By Stefan Rahmstorf & Dim Coumou

27 March, 2012
Realclimate.org

One claim frequently heard regarding extreme heat waves goes something like this: ”Since this heat wave broke the previous record by 5 °C, global warming can’t have much to do with it since that has been only 1 °C over the 20th century”. Here we explain why we find this logic doubly flawed.

One can ask two different questions about the influence of global warming on heat waves (Otto et al. 2012), and we take them in turn.

1. How much hotter did global warming make this heat wave?

We have some trouble with framing the question like this, because it tacitly assumes that the same weather situation would have also arisen without global warming, only at a (say) 1 °C lower temperature level. That need not be the case, of course, since weather is highly stochastic and global warming can also affect the circulation patterns of the atmosphere.

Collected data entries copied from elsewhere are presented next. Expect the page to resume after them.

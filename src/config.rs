//! Configuration management for herakles-check-procs.
//!
//! This module handles loading, merging, and validating configuration from files
//! and CLI arguments. It supports YAML, JSON, and TOML formats.

use crate::cli::{Args, ConfigFormat, LogLevel};
use clap::ValueEnum;
use herakles_check_procs::modes::check::{
    DEFAULT_CRIT_MAX, DEFAULT_CRIT_MIN, DEFAULT_WARN_MAX, DEFAULT_WARN_MIN,
};
use herakles_check_procs::{
    Exclusions, Invocation, MatchField, MatchMode, MatchQuery, Mode, ProcFs, Thresholds,
};
use herakles_check_procs::process::DEFAULT_PROC_ROOT;
use serde::{Deserialize, Serialize};
use std::fs;
use std::path::{Path, PathBuf};
use tracing::warn;

/// Placeholder the classic plugin used for "no process given".
pub const UNDEFINED_PROCESS: &str = "undefined";

pub const DEFAULT_LOG_LEVEL: &str = "warn";

/// Effective configuration; every field may come from CLI, file or default.
#[derive(Debug, Clone, PartialEq, Serialize, Deserialize)]
pub struct Config {
    pub mode: Option<Mode>,
    pub process: Option<String>,

    // Thresholds
    #[serde(alias = "warn-min")]
    pub warn_min: Option<i64>,
    #[serde(alias = "warn-max")]
    pub warn_max: Option<i64>,
    #[serde(alias = "crit-min")]
    pub crit_min: Option<i64>,
    #[serde(alias = "crit-max")]
    pub crit_max: Option<i64>,

    // Metric output
    pub scheme: Option<String>,

    // Matching
    #[serde(alias = "search-name")]
    pub search_name: Option<bool>,
    pub regex: Option<bool>,

    #[serde(alias = "proc-root")]
    pub proc_root: Option<PathBuf>,

    // Logging
    #[serde(alias = "log-level")]
    pub log_level: Option<String>,

    /// File the configuration was loaded from, if any.
    #[serde(skip)]
    pub source: Option<PathBuf>,
}

impl Default for Config {
    fn default() -> Self {
        Self {
            mode: Some(Mode::Check),
            process: None,
            warn_min: Some(DEFAULT_WARN_MIN),
            warn_max: Some(DEFAULT_WARN_MAX),
            crit_min: Some(DEFAULT_CRIT_MIN),
            crit_max: Some(DEFAULT_CRIT_MAX),
            scheme: Some(String::new()),
            search_name: Some(true),
            regex: Some(false),
            proc_root: Some(PathBuf::from(DEFAULT_PROC_ROOT)),
            log_level: Some(DEFAULT_LOG_LEVEL.into()),
            source: None,
        }
    }
}

impl Config {
    pub fn thresholds(&self) -> Thresholds {
        Thresholds {
            warn_min: self.warn_min.unwrap_or(DEFAULT_WARN_MIN),
            warn_max: self.warn_max.unwrap_or(DEFAULT_WARN_MAX),
            crit_min: self.crit_min.unwrap_or(DEFAULT_CRIT_MIN),
            crit_max: self.crit_max.unwrap_or(DEFAULT_CRIT_MAX),
        }
    }

    pub fn procfs(&self) -> ProcFs {
        match &self.proc_root {
            Some(root) => ProcFs::new(root),
            None => ProcFs::default(),
        }
    }

    pub fn log_level(&self) -> Result<LogLevel, String> {
        let raw = self.log_level.as_deref().unwrap_or(DEFAULT_LOG_LEVEL);
        LogLevel::from_str(raw, true).map_err(|_| {
            format!(
                "Invalid log_level '{}', expected one of off, error, warn, info, debug, trace",
                raw
            )
        })
    }

    /// The match query; fails when no process target was given.
    pub fn query(&self) -> Result<MatchQuery, Box<dyn std::error::Error>> {
        let target = match self.process.as_deref() {
            None | Some(UNDEFINED_PROCESS) | Some("") => {
                return Err("Must provide a process to check (-p)".into())
            }
            Some(p) => p,
        };

        let field = if self.search_name.unwrap_or(true) {
            MatchField::Name
        } else {
            MatchField::CommandLine
        };
        let mode = if self.regex.unwrap_or(false) {
            MatchMode::Regex
        } else {
            MatchMode::Exact
        };

        Ok(MatchQuery::new(target, field, mode))
    }

    /// Resolves everything a single pass needs.
    pub fn invocation(&self) -> Result<(Mode, Invocation), Box<dyn std::error::Error>> {
        let query = self.query()?;
        let inv = Invocation {
            procfs: self.procfs(),
            query,
            thresholds: self.thresholds(),
            scheme: self.scheme.clone().unwrap_or_default(),
            exclude: Exclusions::current(),
        };
        Ok((self.mode.unwrap_or_default(), inv))
    }
}

/// Validate effective config (used by --check-config and at startup).
///
/// `require_target` is false only for paths that never scan for a target
/// (`--show-config`, `check-requirements`).
pub fn validate_effective_config(
    cfg: &Config,
    require_target: bool,
) -> Result<(), Box<dyn std::error::Error>> {
    cfg.log_level()?;

    if require_target {
        cfg.query()?;
    }

    if let Some(root) = &cfg.proc_root {
        if root.as_os_str().is_empty() {
            return Err("proc_root must not be empty".into());
        }
    }

    let thresholds = cfg.thresholds();
    if !thresholds.is_nested() {
        warn!(
            "Thresholds are not nested \
             (expected crit_min <= warn_min and warn_max <= crit_max): {:?}",
            thresholds
        );
    }

    Ok(())
}

/// Resolves configuration from CLI args, config file, and defaults.
/// This enforces precedence: CLI (if provided) > config file > default.
pub fn resolve_config(args: &Args) -> Result<Config, Box<dyn std::error::Error>> {
    let mut config = if args.no_config {
        Config::default()
    } else {
        load_config(args.config.as_deref())?
    };

    if args.mode.is_some() {
        config.mode = args.mode;
    }
    if let Some(process) = &args.process {
        config.process = Some(process.clone());
    }

    // Thresholds: CLI wins if provided
    if args.warn_min.is_some() {
        config.warn_min = args.warn_min;
    }
    if args.warn_max.is_some() {
        config.warn_max = args.warn_max;
    }
    if args.crit_min.is_some() {
        config.crit_min = args.crit_min;
    }
    if args.crit_max.is_some() {
        config.crit_max = args.crit_max;
    }

    if let Some(scheme) = &args.scheme {
        config.scheme = Some(scheme.clone());
    }
    if args.search_name.is_some() {
        config.search_name = args.search_name;
    }
    if args.regex.is_some() {
        config.regex = args.regex;
    }
    if let Some(root) = &args.proc_root {
        config.proc_root = Some(root.clone());
    }
    if let Some(level) = args.log_level {
        config.log_level = level
            .to_possible_value()
            .map(|v| v.get_name().to_string());
    }

    Ok(config)
}

/// Enhanced configuration loading with multiple format support.
///
/// Keys missing from the file keep their defaults.
pub fn load_config(path: Option<&Path>) -> Result<Config, Box<dyn std::error::Error>> {
    let path = match path {
        Some(p) => {
            if !p.exists() {
                return Err(format!("Config file not found: {}", p.display()).into());
            }
            p.to_path_buf()
        }
        None => {
            // Try default locations
            let defaults = [
                "/etc/herakles/check-procs.yaml",
                "/etc/herakles/check-procs.yml",
                "/etc/herakles/check-procs.json",
                "./herakles-check-procs.yaml",
                "./herakles-check-procs.yml",
                "./herakles-check-procs.json",
            ];

            match defaults.iter().find(|p| Path::new(p).exists()) {
                Some(p) => PathBuf::from(p),
                None => return Ok(Config::default()),
            }
        }
    };

    let content = fs::read_to_string(&path)?;
    let file_config: Config = match path.extension().and_then(|s| s.to_str()) {
        Some("json") => serde_json::from_str(&content)?,
        Some("toml") => toml::from_str(&content)?,
        // Default to YAML
        _ => serde_yaml::from_str(&content)?,
    };

    let mut config = merge_over_defaults(file_config);
    config.source = Some(path);
    Ok(config)
}

fn merge_over_defaults(file: Config) -> Config {
    let d = Config::default();
    Config {
        mode: file.mode.or(d.mode),
        process: file.process.or(d.process),
        warn_min: file.warn_min.or(d.warn_min),
        warn_max: file.warn_max.or(d.warn_max),
        crit_min: file.crit_min.or(d.crit_min),
        crit_max: file.crit_max.or(d.crit_max),
        scheme: file.scheme.or(d.scheme),
        search_name: file.search_name.or(d.search_name),
        regex: file.regex.or(d.regex),
        proc_root: file.proc_root.or(d.proc_root),
        log_level: file.log_level.or(d.log_level),
        source: None,
    }
}

/// Shows configuration in requested format
pub fn show_config(
    config: &Config,
    format: ConfigFormat,
) -> Result<(), Box<dyn std::error::Error>> {
    let output = match format {
        ConfigFormat::Json => serde_json::to_string_pretty(config)?,
        ConfigFormat::Toml => toml::to_string_pretty(config)?,
        ConfigFormat::Yaml => serde_yaml::to_string(config)?,
    };

    println!("{output}");
    Ok(())
}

But even if we accept the basic premise (and it could be meant in a purely statistical sense, although that is not usually how it is expressed), would an average anthropogenic warming by 1 °C in the relevant location mean that 1 °C is also the amount added to an extreme event? Only in a linear climate system. Imagine a heat wave that pushes temperatures up to 30 °C in a world without global warming. In the same weather situation with global warming, you might expect that this weather then results in a 31 °C heat wave. But that could well be wrong. Possibly in the situation with warming, the soil has dried out over the previous months because of that extra 1 °C. So now you lost evaporative cooling, the incoming sunlight turns into sensible heat rather than a large fraction going into latent heat. That is a non-linear feedback, and not an imagined one. Detailed studies have shown that this may have played an important role during the European heat wave of 2003 (Schär et al. 2004).

The basic phenomenon is familiar to oceanographers: if the mean sea level in one location rises by 30 cm, this does not mean that the high-tide level also rises by 30 cm. In some cases it will be more, due to nonlinear feedback. I.e., a higher water level increases the flow cross-section (think of a tidal inlet) and reduces bottom friction so the tide rolls in faster, reaching a higher peak. The tidal range increases as well as the mean sea level.

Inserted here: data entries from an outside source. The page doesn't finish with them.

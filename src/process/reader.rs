//! Per-process attribute reading from /proc/<pid>/status and /proc/<pid>/cmdline.
//!
//! Reads are best effort. A process that exits between listing and reading,
//! or whose records cannot be read, yields [`Attribute::Skip`] instead of an
//! error, so one racy process never fails a whole scan.

use crate::error::ProcError;
use crate::process::scanner::{Exclusions, ProcFs, ProcessId};
use std::fs::{self, File};
use std::io::{self, BufRead, BufReader};
use tracing::trace;

/// Which process attribute a query compares against.
#[derive(Debug, Clone, Copy, PartialEq, Eq)]
pub enum MatchField {
    /// Short name from the first line of `status`.
    Name,
    /// Reconstructed command line from `cmdline`.
    CommandLine,
}

/// Why a process contributed no attribute.
#[derive(Debug, Clone, PartialEq, Eq)]
pub enum SkipReason {
    /// The record no longer exists (process exited).
    Vanished,
    /// The record exists but could not be read.
    Unreadable(String),
    /// The status line had no tab-separated value.
    Malformed,
}

/// Outcome of reading one attribute of one process.
#[derive(Debug, Clone, PartialEq, Eq)]
pub enum Attribute {
    Found(String),
    Skip(SkipReason),
}

impl Attribute {
    pub fn as_found(&self) -> Option<&str> {
        match self {
            Attribute::Found(s) => Some(s),
            Attribute::Skip(_) => None,
        }
    }
}

/// A process identifier paired with its read outcome.
#[derive(Debug, Clone, PartialEq, Eq)]
pub struct ProcessRecord {
    pub pid: ProcessId,
    pub attribute: Attribute,
}

fn skip_for(err: io::Error) -> Attribute {
    match err.kind() {
        io::ErrorKind::NotFound => Attribute::Skip(SkipReason::Vanished),
        _ => Attribute::Skip(SkipReason::Unreadable(err.to_string())),
    }
}

/// Reads the short process name: the value of the first `status` line.
pub fn read_name(procfs: &ProcFs, pid: ProcessId) -> Attribute {
    let path = procfs.record_path(pid, "status");
    let file = match File::open(&path) {
        Ok(f) => f,
        Err(e) => return skip_for(e),
    };

    let mut first_line = String::new();
    if let Err(e) = BufReader::new(file).read_line(&mut first_line) {
        return skip_for(e);
    }

    parse_status_name(&first_line)
}

/// Extracts the value of a `Name:\t<value>` status line.
pub fn parse_status_name(line: &str) -> Attribute {
    match line.split_once('\t') {
        Some((_, value)) => Attribute::Found(value.trim().to_string()),
        None => Attribute::Skip(SkipReason::Malformed),
    }
}

/// Reads the command line, each argument followed by a single space.
pub fn read_command_line(procfs: &ProcFs, pid: ProcessId) -> Attribute {
    let path = procfs.record_path(pid, "cmdline");
    match fs::read(&path) {
        Ok(content) => Attribute::Found(join_cmdline(&content)),
        Err(e) => skip_for(e),
    }
}

/// Rebuilds NUL-separated cmdline tokens as `"arg0 arg1 ... argN "`.
///
/// An empty record (kernel threads) gives an empty string. A last token
/// without a NUL terminator is kept.
pub fn join_cmdline(content: &[u8]) -> String {
    let body = content.strip_suffix(&[0u8]).unwrap_or(content);
    if body.is_empty() {
        return String::new();
    }

    let mut out = String::with_capacity(content.len() + 1);
    for token in body.split(|&b| b == 0u8) {
        out.push_str(&String::from_utf8_lossy(token));
        out.push(' ');
    }
    out
}

/// Reads the attribute selected by `field`.
pub fn read_attribute(procfs: &ProcFs, pid: ProcessId, field: MatchField) -> Attribute {
    match field {
        MatchField::Name => read_name(procfs, pid),
        MatchField::CommandLine => read_command_line(procfs, pid),
    }
}

impl ProcFs {
    /// Lists processes and reads one attribute of each.
    pub fn collect(
        &self,
        field: MatchField,
        exclude: &Exclusions,
    ) -> Result<Vec<ProcessRecord>, ProcError> {
        let pids = self.list_process_ids(exclude)?;
        let records = pids
            .into_iter()
            .map(|pid| {
                let attribute = read_attribute(self, pid, field);
                if let Attribute::Skip(reason) = &attribute {
                    trace!(pid = pid.0, ?reason, "Skipping process");
                }
                ProcessRecord { pid, attribute }
            })
            .collect();
        Ok(records)
    }
}

#[cfg(test)]
mod tests {
    use super::*;
    use tempfile::tempdir;

    #[test]
    fn test_parse_status_name() {
        assert_eq!(
            parse_status_name("Name:\tsshd\n"),
            Attribute::Found("sshd".into())
        );
        assert_eq!(
            parse_status_name("Name:\t  kworker/0:1  \n"),
            Attribute::Found("kworker/0:1".into())
        );
        // Only the first tab splits
        assert_eq!(
            parse_status_name("Name:\tweird\tname\n"),
            Attribute::Found("weird\tname".into())
        );
        assert_eq!(
            parse_status_name("Name: notab\n"),
            Attribute::Skip(SkipReason::Malformed)
        );
        assert_eq!(parse_status_name(""), Attribute::Skip(SkipReason::Malformed));
    }

    #[test]
    fn test_join_cmdline() {
        assert_eq!(join_cmdline(b"/usr/sbin/sshd\0-D\0"), "/usr/sbin/sshd -D ");
        assert_eq!(join_cmdline(b"bash\0"), "bash ");
        assert_eq!(join_cmdline(b""), "");
        // Unterminated last token is kept
        assert_eq!(join_cmdline(b"nginx: worker process"), "nginx: worker process ");
        // Empty arguments are preserved as empty tokens
        assert_eq!(join_cmdline(b"prog\0\0x\0"), "prog  x ");
    }

    #[test]
    fn test_read_name_only_reads_first_line() {
        let dir = tempdir().unwrap();
        fs::create_dir(dir.path().join("10")).unwrap();
        fs::write(
            dir.path().join("10/status"),
            "Name:\tpostgres\nUmask:\t0077\nState:\tS (sleeping)\n",
        )
        .unwrap();

        let procfs = ProcFs::new(dir.path());
        assert_eq!(
            read_name(&procfs, ProcessId(10)),
            Attribute::Found("postgres".into())
        );
    }

    #[test]
    fn test_read_missing_process_is_vanished() {
        let dir = tempdir().unwrap();
        let procfs = ProcFs::new(dir.path());
        assert_eq!(
            read_name(&procfs, ProcessId(77)),
            Attribute::Skip(SkipReason::Vanished)
        );
        assert_eq!(
            read_command_line(&procfs, ProcessId(77)),
            Attribute::Skip(SkipReason::Vanished)
        );
    }

    #[test]
    fn test_collect_pairs_pids_with_attributes() {
        let dir = tempdir().unwrap();
        for (pid, cmdline) in [("5", &b"cron\0-f\0"[..]), ("6", &b""[..])] {
            fs::create_dir(dir.path().join(pid)).unwrap();
            fs::write(dir.path().join(pid).join("cmdline"), cmdline).unwrap();
        }
        // Listed but without records
        fs::create_dir(dir.path().join("7")).unwrap();

        let procfs = ProcFs::new(dir.path());
        let ex = Exclusions {
            own: ProcessId(0),
            parent: ProcessId(0),
        };
        let records = procfs.collect(MatchField::CommandLine, &ex).unwrap();
        assert_eq!(
            records,
            vec![
                ProcessRecord {
                    pid: ProcessId(5),
                    attribute: Attribute::Found("cron -f ".into()),
                },
                ProcessRecord {
                    pid: ProcessId(6),
                    attribute: Attribute::Found(String::new()),
                },
                ProcessRecord {
                    pid: ProcessId(7),
                    attribute: Attribute::Skip(SkipReason::Vanished),
                },
            ]
        );
    }
}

Numerous other non-linear mechanisms are possible, which we are only beginning to understand – think of the recent studies that show how changes in snow cover or sea ice cover as a result of global warming affect weather systems. Or think of factors that could affect the stability of particularly strong blocking events. Thus, we’d be very cautious about making an essentially linear, deterministic argument about heat extremes to the public.

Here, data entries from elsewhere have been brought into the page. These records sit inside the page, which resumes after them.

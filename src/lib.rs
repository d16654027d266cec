//! Herakles Process Count Check Library
//!
//! Counts running processes by name or command line and reports the count
//! as a Nagios-style check, a Graphite metric line, or a boolean exit code.
//!
//! # Features
//!
//! - **Process Enumeration**: Numeric entries of /proc, minus the caller and its parent
//! - **Attribute Reading**: Short name from `status` or command line from `cmdline`
//! - **Matching**: Exact equality or unanchored regex, invalid patterns never match
//! - **Reporting**: Threshold check with perfdata, metric line, or existence exit code
//!
//! # Usage
//!
//! ```rust,no_run
//! use herakles_check_procs::{dispatch, Exclusions, Invocation, MatchField, MatchMode,
//!     MatchQuery, Mode, ProcFs, Thresholds};
//!
//! let inv = Invocation {
//!     procfs: ProcFs::default(),
//!     query: MatchQuery::new("sshd", MatchField::Name, MatchMode::Exact),
//!     thresholds: Thresholds::default(),
//!     scheme: String::new(),
//!     exclude: Exclusions::current(),
//! };
//!
//! let outcome = dispatch(Mode::Check, &inv);
//! if let Some(line) = &outcome.stdout {
//!     println!("{}", line);
//! }
//! std::process::exit(outcome.exit_code);
//! ```

pub mod error;
pub mod modes;
pub mod process;

// Re-export main types for convenience
pub use error::ProcError;
pub use modes::{dispatch, Invocation, Mode, Outcome, Severity, Thresholds};
pub use process::{
    scan, Attribute, Exclusions, MatchField, MatchMode, MatchQuery, ProcFs, ProcessId,
    ScanSummary,
};
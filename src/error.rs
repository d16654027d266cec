//! Error types for process table access.
//!
//! Only failures that abort a whole scan are errors. A single process that
//! vanishes or cannot be read is reported as [`crate::process::Attribute::Skip`].

use std::path::PathBuf;

#[derive(Debug, thiserror::Error)]
pub enum ProcError {
    #[error("Cannot open process table {path}: {source}")]
    ProcRoot {
        path: PathBuf,
        #[source]
        source: std::io::Error,
    },
}
//! Process existence as an exit code.

/// 0 when at least one process matched, 1 otherwise.
pub fn exit_code(count: usize) -> i32 {
    if count > 0 {
        0
    } else {
        1
    }
}
//! Output strategies for a process count.
//!
//! This module provides:
//! - `check`: Nagios-style severity with thresholds and perfdata
//! - `metric`: Graphite metric line
//! - `boolean`: existence as exit code

pub mod boolean;
pub mod check;
pub mod metric;

pub use check::{evaluate, run_check, Check, CheckOutput, PerfDatum, Severity, Thresholds};

use crate::process::{scan, Exclusions, MatchQuery, ProcFs};
use serde::{Deserialize, Serialize};
use tracing::error;

/// Selects how the count is reported.
#[derive(Debug, Clone, Copy, PartialEq, Eq, Default, Serialize, Deserialize, clap::ValueEnum)]
#[serde(rename_all = "lowercase")]
pub enum Mode {
    #[default]
    #[serde(alias = "c")]
    #[value(alias = "c")]
    Check,
    #[serde(alias = "m")]
    #[value(alias = "m")]
    Metric,
    #[serde(alias = "b")]
    #[value(alias = "b")]
    Boolean,
}

/// Everything one pass needs, resolved before any scanning.
#[derive(Debug, Clone)]
pub struct Invocation {
    pub procfs: ProcFs,
    pub query: MatchQuery,
    pub thresholds: Thresholds,
    /// Metric scheme prefix; empty means host name.
    pub scheme: String,
    pub exclude: Exclusions,
}

/// What the process should print to stdout and exit with.
#[derive(Debug, Clone, PartialEq, Eq)]
pub struct Outcome {
    pub exit_code: i32,
    pub stdout: Option<String>,
}

impl Invocation {
    fn count(&self) -> Result<usize, crate::error::ProcError> {
        scan(&self.procfs, &self.query, &self.exclude).map(|s| s.matched)
    }
}

/// Runs one enumeration-and-match pass and reports it in `mode`.
pub fn dispatch(mode: Mode, inv: &Invocation) -> Outcome {
    match mode {
        Mode::Check => {
            let out = run_check(&inv.query.target, &inv.thresholds, || inv.count());
            Outcome {
                exit_code: out.severity.exit_code(),
                stdout: Some(out.line),
            }
        }
        Mode::Metric => match inv.count() {
            Ok(count) => {
                let host = metric::hostname();
                let scheme = metric::scheme_path(&inv.scheme, &host, &inv.query.target);
                let now = chrono::Utc::now().timestamp();
                Outcome {
                    exit_code: 0,
                    stdout: Some(metric::format_line(&scheme, count, now)),
                }
            }
            Err(e) => {
                error!("Metric collection failed: {}", e);
                Outcome {
                    exit_code: 1,
                    stdout: None,
                }
            }
        },
        Mode::Boolean => match inv.count() {
            Ok(count) => Outcome {
                exit_code: boolean::exit_code(count),
                stdout: None,
            },
            Err(e) => {
                error!("Process scan failed: {}", e);
                Outcome {
                    exit_code: 1,
                    stdout: None,
                }
            }
        },
    }
}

In the scientific literature, the influence of global warming on extreme events is therefore usually discussed in terms of probabilities, which is more fitted to stochastic events. The typical question asked is:

2. How much more likely did global warming make this heat wave?

For this question, it is easily shown that the logic “the greater the extreme, the less global warming has to do with it” is seriously flawed. The change in probability of certain temperature values being reached can be visualised with a probability density function (see Figure). The probability distribution could be shifted unchanged towards warmer values, or it could be widened, or a combination of both (or some other deformation).

IPCC (2001) graph illustrating how a shift and/or widening of a probability distribution of temperatures affects the probability of extremes.

For illustration, let’s take the most simple case of a normal distribution that is shifted towards the warm end by a given amount – say one standard deviation. Then, a moderately extreme temperature that is 2 standard deviations above the mean becomes 4.5 times more likely (see graph below). But a seriously extreme temperature, that is 5 standard deviations above the mean, becomes 90 times more likely! Thus: the same amount of global warming boosts the probability of really extreme events, like the recent US heat wave, far more than it boosts more moderate events. This is exactly the opposite of the claim that “the greater the extreme, the less global warming has to do with it.” The same is also true if the probability distribution is not shifted but widened by a constant factor. This is easy to show analytically for our math-minded readers.

Graph illustrating how the ratio of the probability of extremes (warmed climate divided by unchanged climate – this increased likelihood factor is shown as a dashed line, scale on right) depends on the value of the extreme.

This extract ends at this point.